When Officer Parrish and her partner arrived at Yvonne’s house, they found another officer there speaking to her because Yvonne’s older brother, Steve, had called for police to check on her welfare after receiving a note from Yvonne describing her urgently dire situation. The officers gave her the groceries along with the hot meal, and asked her if she needed anything else. Yvonne told them that she was running out of food for her cats, and that her car would not start. The officers checked her car and figured out the battery needed to be replaced.
The next morning Officer Parrish and her partner went to a local Walmart to pick up a large box of wet cat food for Yvonne’s kittens. Then, they went across the street to Tampa First Seventh-day Adventist Church. They had previously met one of their church members who told them the day before to come by because they would love to donate some things for Yvonne. There, the officers picked up large bags of food and household/hygiene items and took them to Yvonne’s house along with the cat food from the store.
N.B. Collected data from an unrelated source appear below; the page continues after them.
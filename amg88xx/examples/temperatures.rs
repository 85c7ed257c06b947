// SPDX-License-Identifier: Apache-2.0
// Copyright © 2021 Will Ross
use std::env;
use std::path::Path;
use std::thread::sleep;
use std::time::Duration;

use anyhow::{anyhow, bail, Context};
use linux_embedded_hal::{Delay, I2cdev};

use amg88xx::{Address, Amg8833, I2cInterface, Settings, StatusFlag, TemperatureGrid, WIDTH};

fn print_line(line: &str) {
    eprintln!("{}", line);
}

fn ignore_interrupt(_flag: StatusFlag) {}

fn main() -> anyhow::Result<()> {
    let args: Vec<String> = env::args().collect();
    if args.len() < 2 || args.len() > 4 {
        bail!("Arguments: <I2C bus> [0x68|0x69] [num_frames]");
    }
    let address = match args.get(2).map(String::as_str) {
        None | Some("0x68") => Address::Low,
        Some("0x69") => Address::High,
        Some(other) => bail!("{} is not an AMG8833 address", other),
    };
    let num_frames: usize = match args.get(3) {
        Some(count) => count.parse()?,
        None => 1,
    };
    let bus_path = Path::new(&args[1]);
    let bus = I2cdev::new(bus_path).context("The given path should work as an I2C device")?;
    let mut sensor = Amg8833::new(address)
        .link_interface(I2cInterface::new(bus))
        .link_delay(Delay)
        .link_debug_print(print_line)
        .link_receive_callback(ignore_interrupt);
    sensor.init().map_err(|err| anyhow!("{}", err))?;
    sensor
        .configure(&Settings::default())
        .map_err(|err| anyhow!("{}", err))?;
    // Wait for the first pair of frames to be averaged
    sleep(Duration::from_millis(200));
    for _ in 0..num_frames {
        let thermistor = sensor
            .read_temperature()
            .map_err(|err| anyhow!("{}", err))?;
        let grid = sensor
            .read_temperature_array()
            .map_err(|err| anyhow!("{}", err))?;
        println!("Thermistor: {:.4}℃", thermistor.temperature);
        print_temperatures(&grid);
        println!();
        sleep(Duration::from_millis(100));
    }
    sensor.deinit().map_err(|err| anyhow!("{}", err))?;
    Ok(())
}

fn print_temperatures(grid: &TemperatureGrid) {
    for (count, temperature) in grid.iter().enumerate() {
        if count % WIDTH == 0 {
            println!();
        }
        print!("{:6.2}  ", temperature);
    }
    println!();
}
Officer Parrish had noticed that Yvonne’s yard was severely overgrown so she figured they would try to get that taken care of as well after Yvonne said that her lawn guy was out due to a recent surgery. It just so happened that a lawn service, Green Earth Landscaping and Maintenance, was on the street servicing the neighbor’s yard. Officer Parrish spoke with the owner, Robert Ovarlet, who offered to set up permanent service for Yvonne and, when asked if he could cut the grass that day, he offered to do it for free to do his part in the community.
The officers also set out to replace Yvonne’s car battery. One of Tampa’s police street sergeants had built up a wonderful relationship with local businesses, and while the sergeant was at a local Walmart with Officer Parrish and her partner purchasing the battery for Yvonne, the manager told the three of them that the battery was being donated on behalf of Walmart to help out Yvonne during these tough times. Officer Parrish and her partner then took the new battery to Yvonne’s house. Once they installed the battery, they were able to get her car started.
After finding out that Yvonne’s cell phone contract had expired and she had no phone service, Officer Parrish researched affordable senior phone plans for her. She also helped Yvonne contact the mobile phone company to get her new cell phone service started. The mobile service provider set her up with an account over the phone and said they would mail her a new SIM card. The day after Officer Parrish had been to Yvonne’s house, she sent her a letter to let her know she would be back to assist her in setting up the new card.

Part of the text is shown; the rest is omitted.